The data type longitudinal stores multiple time series data. It allows repeated measurements, irregular sampling, and unequal temporal spacing of the time points.

as.longitudinal converts a matrix into a longitudinal object. The columns of the input matrix are considered as individual variables (time series). The rows contain the measurements in temporal order (for instance, rows 1-10 could contain 10 repeated measurements taken at time point 1, rows 11-20 further 10 measurements taken at time point 2, and so on). The dates for the time points can be specified with the argument times and need not be equally spaced. With the argument repeats it is possible to specify the number of measurements per time point (this may be different from time point to time point). In the resulting longitudinal matrix object the row names will indicate both the time points and the repetition number (e.g., "10-1", "10-2", "10-3", …, "20-1", "20-2", "20-3", etc.).

is.longitudinal checks whether a matrix has the longitudinal attributes.

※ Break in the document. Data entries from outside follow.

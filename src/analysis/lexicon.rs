//! Fixed Portuguese sentiment vocabulary. Entries are stored in normalized
//! form (lower-case, no diacritics); see [`super::text::normalize_text`].

use std::collections::HashMap;
use std::sync::LazyLock;

const POSITIVE: &[&str] = &[
    "adorei",
    "bom",
    "otimo",
    "excelente",
    "perfeito",
    "qualidade",
    "gostei",
];
const NEGATIVE: &[&str] = &["ruim", "terrivel", "pessimo", "odiei"];
const INTENSIFIERS: &[&str] = &["muito", "super", "extremamente"];
const NEGATIONS: &[&str] = &["nao", "nunca", "jamais"];

#[derive(Debug, Clone, Copy, PartialEq, Eq)]
pub enum TokenRole {
    Positive,
    Negative,
    Intensifier,
    Negation,
}

static LEXICON: LazyLock<HashMap<&'static str, TokenRole>> = LazyLock::new(|| {
    let groups = [
        (POSITIVE, TokenRole::Positive),
        (NEGATIVE, TokenRole::Negative),
        (INTENSIFIERS, TokenRole::Intensifier),
        (NEGATIONS, TokenRole::Negation),
    ];
    groups
        .into_iter()
        .flat_map(|(words, role)| words.iter().map(move |w| (*w, role)))
        .collect()
});

/// Looks up the role of an already-normalized token.
#[must_use]
pub fn role_of(normalized: &str) -> Option<TokenRole> {
    LEXICON.get(normalized).copied()
}

#[cfg(test)]
mod tests {
    use super::*;

    #[test]
    fn test_roles_resolve() {
        assert_eq!(role_of("gostei"), Some(TokenRole::Positive));
        assert_eq!(role_of("pessimo"), Some(TokenRole::Negative));
        assert_eq!(role_of("extremamente"), Some(TokenRole::Intensifier));
        assert_eq!(role_of("jamais"), Some(TokenRole::Negation));
        assert_eq!(role_of("produto"), None);
    }

    #[test]
    fn test_vocabularies_do_not_overlap() {
        let total = POSITIVE.len() + NEGATIVE.len() + INTENSIFIERS.len() + NEGATIONS.len();
        assert_eq!(LEXICON.len(), total);
    }

    #[test]
    fn test_lookup_expects_normalized_input() {
        assert_eq!(role_of("Péssimo"), None);
    }
}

The functions summary, print, plot are the standard generic functions adapted to longitudinal objects.

Usage

as.longitudinal(x, repeats=1, time)
is.longitudinal(x)
# S3 method for longitudinal
summary(object, …)
# S3 method for longitudinal
print(x, …)
# S3 method for longitudinal
plot(x, series=1, type=c("median", "mean"), autolayout=TRUE, …)

Arguments

x, object

Time series data, contained in a longitudinal object or in matrix form (as.longitudinal).

repeats

Integer, or a vector of integers, that specifies the number of available measurements per time point. If only one number is given then it is assumed the time series is regularly sampled. If instead a vector is specified, then each time point may have a different number of samples.

time

A vector with the dates for the time points. If not specified, equally spaced time points 1, 2, 3, … are assumed.

series

Number, or a vector of numbers, that indicates which time series (=variables and columns of x) are plotted.

type

Determines whether the plotted line corresponds to the mean or median value of the samples per time point (default: "median").

autolayout

determine the number of columns and rows in the plot automatically in the display of multiple time series (default: TRUE).

Additional optional parameters

Value

as.longitudinal returns a longitudinal object.

is.longitudinal returns TRUE or false.

See Also

longitudinal.util, tcell, ts.

Examples

Run this code
# NOT RUN {
# load "longitudinal" library
library("longitudinal")

# load data set
data(tcell)
is.longitudinal(tcell.34)
attributes(tcell.34)
tcell.34[,1:3]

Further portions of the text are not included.